Purpose: Bioprinting is an additive manufacturing technology analogous to 3D printing. Instead of plastic or resin, cell-laden hydrogels are used to produce a construct of the intended biological structure. Over time, cells transform this construct into a functioning tissue or organ. The process of printing followed by tissue maturation is referred to as 4D bioprinting. The fourth dimension is temporal. Failure to provide living cells with sufficient amounts of oxygen at any point along the developmental timeline may jeopardize the bioprinting goals. Even transient hypoxia may alter cells' differentiation and proliferation or trigger apoptosis. Electron paramagnetic resonance (EPR) imaging modality is proposed to permit 4D monitoring of oxygen within bioprinted structures.

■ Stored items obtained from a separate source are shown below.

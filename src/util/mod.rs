//! Internal utilities.
//!
//! Kept dependency-free; the arena is the only storage primitive the heap
//! needs.

pub mod arena;

pub use arena::{Arena, ArenaIndex};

Procedures: Lithium octa-n-butoxy-phthalocyanine (LiNc-BuO) probes have been introduced into gelatin methacrylate (GelMA) bioink. GelMA is a cross-linkable hydrogel, and LiNc-BuO is an oxygen-sensitive compound that permits longitudinal oximetric measurements. The effects of the oxygen probe on printability have been evaluated. A digital light processing (DLP) bioprinter was built in the laboratory. Bioprinting protocols have been developed that consider the optical properties of the GelMA/LiNc-BuO composites. Acellular and cell-laden constructs have been printed and imaged. The post-printing effect of residual photoinitiator on oxygen depletion has been investigated.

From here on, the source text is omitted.